__Activity__:
The answer must be one number: how many lines below contain the word "Some".

__Data records__:
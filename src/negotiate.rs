//! `Accept` and `Content-Type` header parsing.

use std::collections::BTreeMap;

/// One media range of an `Accept` header.
#[derive(Clone, Debug, PartialEq)]
pub struct MediaRange {
    pub kind: String,
    pub subtype: String,
    pub quality: f32,
}

impl MediaRange {
    /// 2 for `type/subtype`, 1 for `type/*`, 0 for `*/*`; `None` if the range
    /// doesn't cover `mime`.
    fn specificity(&self, kind: &str, subtype: &str) -> Option<u8> {
        if self.kind == "*" {
            Some(0)
        } else if !self.kind.eq_ignore_ascii_case(kind) {
            None
        } else if self.subtype == "*" {
            Some(1)
        } else if self.subtype.eq_ignore_ascii_case(subtype) {
            Some(2)
        } else {
            None
        }
    }
}

/// Parses an `Accept` header. Malformed ranges are skipped; a bare `*` is
/// read as `*/*`.
pub fn parse_accept(header: &str) -> Vec<MediaRange> {
    header
        .split(',')
        .filter_map(|item| {
            let mut params = item.split(';');
            let mime = params.next()?.trim();
            let (kind, subtype) = match mime {
                "*" => ("*", "*"),
                m => m.split_once('/')?,
            };
            if kind.is_empty() || subtype.is_empty() {
                return None;
            }
            let quality = params
                .filter_map(|p| p.split_once('='))
                .find(|(k, _)| k.trim().eq_ignore_ascii_case("q"))
                .and_then(|(_, v)| v.trim().parse::<f32>().ok())
                .unwrap_or(1.0)
                .clamp(0.0, 1.0);
            Some(MediaRange {
                kind: kind.trim().to_ascii_lowercase(),
                subtype: subtype.trim().to_ascii_lowercase(),
                quality,
            })
        })
        .collect()
}

/// Picks the candidate the client prefers.
///
/// Each candidate takes the quality of the most specific range covering it.
/// The highest non-zero quality wins; ties go to the earlier candidate.
pub fn best_match<'a>(accept: &[MediaRange], candidates: impl IntoIterator<Item = &'a str>) -> Option<&'a str> {
    let mut best: Option<(&str, f32)> = None;
    for candidate in candidates {
        let Some((kind, subtype)) = candidate.split_once('/') else { continue };
        let quality = accept
            .iter()
            .filter_map(|r| r.specificity(kind, subtype).map(|s| (s, r.quality)))
            .max_by(|a, b| a.0.cmp(&b.0))
            .map(|(_, q)| q);
        match (quality, best) {
            (Some(q), _) if q <= 0.0 => {}
            (Some(q), Some((_, bq))) if q <= bq => {}
            (Some(q), _) => best = Some((candidate, q)),
            (None, _) => {}
        }
    }
    best.map(|(c, _)| c)
}

/// Splits a header such as `application/json; charset=utf-8` into the
/// lowercased value and its parameters. Parameter names are lowercased and
/// quoted values unquoted.
pub fn parse_options_header(header: &str) -> (String, BTreeMap<String, String>) {
    let mut items = header.split(';');
    let value = items.next().unwrap_or_default().trim().to_ascii_lowercase();
    let options = items
        .filter_map(|p| p.split_once('='))
        .map(|(k, v)| {
            (
                k.trim().to_ascii_lowercase(),
                v.trim().trim_matches('"').to_owned(),
            )
        })
        .collect();
    (value, options)
}

#[cfg(test)]
mod tests {
    use super::*;

    #[test]
    fn prefers_higher_quality() {
        let accept = parse_accept("text/plain;q=0.5, application/json");
        assert_eq!(best_match(&accept, ["text/plain", "application/json"]), Some("application/json"));
    }

    #[test]
    fn specific_range_overrides_wildcard() {
        let accept = parse_accept("*/*;q=0.8, text/plain;q=0");
        assert_eq!(best_match(&accept, ["text/plain"]), None);
        assert_eq!(best_match(&accept, ["text/plain", "application/json"]), Some("application/json"));
    }

    #[test]
    fn type_wildcard_matches_subtypes() {
        let accept = parse_accept("application/*");
        assert_eq!(best_match(&accept, ["text/plain", "application/xml"]), Some("application/xml"));
        assert_eq!(best_match(&parse_accept("image/png"), ["application/json"]), None);
    }

    #[test]
    fn options_header_parameters() {
        let (mime, opts) = parse_options_header("Application/JSON; Charset=\"UTF-8\"");
        assert_eq!(mime, "application/json");
        assert_eq!(opts.get("charset").map(String::as_str), Some("UTF-8"));
    }
}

__Result below__:
12